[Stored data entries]
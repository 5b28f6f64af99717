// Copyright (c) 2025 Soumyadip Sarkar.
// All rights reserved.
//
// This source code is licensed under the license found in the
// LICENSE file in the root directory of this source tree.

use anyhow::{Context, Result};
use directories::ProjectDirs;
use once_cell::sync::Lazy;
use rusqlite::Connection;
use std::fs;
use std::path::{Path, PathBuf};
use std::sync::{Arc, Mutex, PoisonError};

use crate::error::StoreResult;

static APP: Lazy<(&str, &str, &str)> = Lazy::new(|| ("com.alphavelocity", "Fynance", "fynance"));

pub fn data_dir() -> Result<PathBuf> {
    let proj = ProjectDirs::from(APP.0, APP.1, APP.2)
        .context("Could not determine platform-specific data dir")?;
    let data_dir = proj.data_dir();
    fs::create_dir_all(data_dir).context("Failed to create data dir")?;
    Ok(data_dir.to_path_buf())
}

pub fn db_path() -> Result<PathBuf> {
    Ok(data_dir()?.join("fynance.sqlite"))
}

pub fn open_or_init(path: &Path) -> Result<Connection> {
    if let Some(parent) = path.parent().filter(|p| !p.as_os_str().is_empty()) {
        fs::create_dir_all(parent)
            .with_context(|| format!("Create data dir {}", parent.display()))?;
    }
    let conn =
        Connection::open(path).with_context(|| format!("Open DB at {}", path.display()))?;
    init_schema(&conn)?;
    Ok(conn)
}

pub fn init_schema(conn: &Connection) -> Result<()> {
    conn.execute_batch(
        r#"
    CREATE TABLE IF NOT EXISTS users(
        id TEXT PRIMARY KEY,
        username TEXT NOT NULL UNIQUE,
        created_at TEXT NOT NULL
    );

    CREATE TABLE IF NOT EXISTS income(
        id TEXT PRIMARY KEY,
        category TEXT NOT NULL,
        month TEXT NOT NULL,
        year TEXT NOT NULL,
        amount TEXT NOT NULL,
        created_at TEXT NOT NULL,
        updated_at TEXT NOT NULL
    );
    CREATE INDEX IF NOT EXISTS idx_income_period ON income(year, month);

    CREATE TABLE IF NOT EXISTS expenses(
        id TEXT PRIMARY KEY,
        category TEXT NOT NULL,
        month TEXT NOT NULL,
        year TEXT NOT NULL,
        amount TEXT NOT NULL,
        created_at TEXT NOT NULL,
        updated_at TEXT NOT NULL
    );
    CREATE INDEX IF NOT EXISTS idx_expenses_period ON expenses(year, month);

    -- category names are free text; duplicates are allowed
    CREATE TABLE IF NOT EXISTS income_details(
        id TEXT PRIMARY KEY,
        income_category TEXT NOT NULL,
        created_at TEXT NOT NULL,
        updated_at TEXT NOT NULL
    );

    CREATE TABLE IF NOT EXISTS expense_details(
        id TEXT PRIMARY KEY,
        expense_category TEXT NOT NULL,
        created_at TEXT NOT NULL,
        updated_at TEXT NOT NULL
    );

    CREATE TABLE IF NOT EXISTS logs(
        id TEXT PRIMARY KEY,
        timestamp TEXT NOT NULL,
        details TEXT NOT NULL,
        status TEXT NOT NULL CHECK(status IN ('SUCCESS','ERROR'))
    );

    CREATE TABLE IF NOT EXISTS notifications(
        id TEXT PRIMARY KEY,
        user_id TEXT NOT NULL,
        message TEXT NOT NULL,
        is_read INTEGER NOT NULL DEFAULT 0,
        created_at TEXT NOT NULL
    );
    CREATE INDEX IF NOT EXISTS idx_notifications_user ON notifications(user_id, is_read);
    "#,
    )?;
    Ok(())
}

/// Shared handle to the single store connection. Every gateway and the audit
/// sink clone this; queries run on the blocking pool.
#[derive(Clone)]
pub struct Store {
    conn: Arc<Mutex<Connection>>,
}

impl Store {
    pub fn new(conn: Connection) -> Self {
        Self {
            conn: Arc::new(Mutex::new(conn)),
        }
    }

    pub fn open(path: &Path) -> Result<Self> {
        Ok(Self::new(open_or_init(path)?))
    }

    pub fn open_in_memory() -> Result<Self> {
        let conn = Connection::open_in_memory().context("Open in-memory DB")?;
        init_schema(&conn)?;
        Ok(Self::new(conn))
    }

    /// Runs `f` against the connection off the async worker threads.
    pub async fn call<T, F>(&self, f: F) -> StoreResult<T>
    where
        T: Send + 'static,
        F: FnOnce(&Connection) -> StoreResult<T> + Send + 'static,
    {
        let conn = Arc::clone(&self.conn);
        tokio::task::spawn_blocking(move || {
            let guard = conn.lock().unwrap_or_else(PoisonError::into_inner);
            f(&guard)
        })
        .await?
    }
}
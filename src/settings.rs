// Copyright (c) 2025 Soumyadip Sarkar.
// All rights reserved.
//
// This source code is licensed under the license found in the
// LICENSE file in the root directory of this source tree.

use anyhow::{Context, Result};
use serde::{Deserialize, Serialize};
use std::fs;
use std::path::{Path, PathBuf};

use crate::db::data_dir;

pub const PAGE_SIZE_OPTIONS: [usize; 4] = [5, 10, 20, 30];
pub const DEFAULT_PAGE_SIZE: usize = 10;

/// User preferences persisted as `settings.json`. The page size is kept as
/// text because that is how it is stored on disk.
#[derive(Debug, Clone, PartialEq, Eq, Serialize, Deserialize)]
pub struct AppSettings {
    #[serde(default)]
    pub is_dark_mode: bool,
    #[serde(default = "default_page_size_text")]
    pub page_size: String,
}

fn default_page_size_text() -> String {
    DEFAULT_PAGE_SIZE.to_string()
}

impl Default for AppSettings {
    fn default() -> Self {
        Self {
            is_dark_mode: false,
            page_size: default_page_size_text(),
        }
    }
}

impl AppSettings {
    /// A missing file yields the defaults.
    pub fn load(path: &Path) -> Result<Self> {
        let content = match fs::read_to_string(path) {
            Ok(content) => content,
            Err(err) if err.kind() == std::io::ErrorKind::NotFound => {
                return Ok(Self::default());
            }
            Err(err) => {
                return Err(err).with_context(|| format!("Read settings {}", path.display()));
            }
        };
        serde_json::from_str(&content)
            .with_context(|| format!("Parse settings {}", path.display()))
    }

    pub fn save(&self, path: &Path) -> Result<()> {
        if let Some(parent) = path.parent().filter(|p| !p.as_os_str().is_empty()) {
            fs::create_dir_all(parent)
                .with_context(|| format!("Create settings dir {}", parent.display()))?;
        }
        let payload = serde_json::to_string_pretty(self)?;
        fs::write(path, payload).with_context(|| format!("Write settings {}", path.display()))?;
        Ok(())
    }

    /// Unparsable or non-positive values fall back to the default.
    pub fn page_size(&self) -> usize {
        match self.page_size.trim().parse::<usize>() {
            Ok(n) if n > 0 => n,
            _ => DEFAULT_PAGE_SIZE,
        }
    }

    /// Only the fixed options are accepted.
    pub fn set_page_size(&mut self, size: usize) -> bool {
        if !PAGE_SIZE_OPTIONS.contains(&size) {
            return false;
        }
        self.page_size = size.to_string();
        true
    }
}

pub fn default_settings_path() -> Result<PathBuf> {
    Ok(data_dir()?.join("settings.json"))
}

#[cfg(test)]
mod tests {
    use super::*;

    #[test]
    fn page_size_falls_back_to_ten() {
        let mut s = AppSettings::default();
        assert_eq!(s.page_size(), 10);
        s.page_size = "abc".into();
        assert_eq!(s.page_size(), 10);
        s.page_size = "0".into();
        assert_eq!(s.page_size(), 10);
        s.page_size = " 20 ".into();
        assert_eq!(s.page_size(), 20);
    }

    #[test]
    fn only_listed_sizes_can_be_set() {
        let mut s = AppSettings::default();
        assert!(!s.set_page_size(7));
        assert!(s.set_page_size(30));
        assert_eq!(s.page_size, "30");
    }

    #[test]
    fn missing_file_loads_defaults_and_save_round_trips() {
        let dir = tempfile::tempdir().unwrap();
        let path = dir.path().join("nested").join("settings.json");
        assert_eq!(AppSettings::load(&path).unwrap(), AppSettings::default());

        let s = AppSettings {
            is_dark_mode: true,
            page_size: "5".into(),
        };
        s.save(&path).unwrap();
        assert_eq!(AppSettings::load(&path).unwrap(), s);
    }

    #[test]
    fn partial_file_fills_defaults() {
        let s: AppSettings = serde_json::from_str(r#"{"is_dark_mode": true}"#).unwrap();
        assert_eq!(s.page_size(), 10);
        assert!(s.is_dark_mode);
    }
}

* What you will do:
Among the entries above, locate the lines containing "pub fn new(conn: Connection)" and "pub fn open_in_memory()", and transcribe exactly those two lines and all lines between.

* Response for this exercise:
    pub fn new(conn: Connection) -> Self {
        Self {
            conn: Arc::new(Mutex::new(conn)),
        }
    }

    pub fn open(path: &Path) -> Result<Self> {
        Ok(Self::new(open_or_init(path)?))
    }

    pub fn open_in_memory() -> Result<Self> {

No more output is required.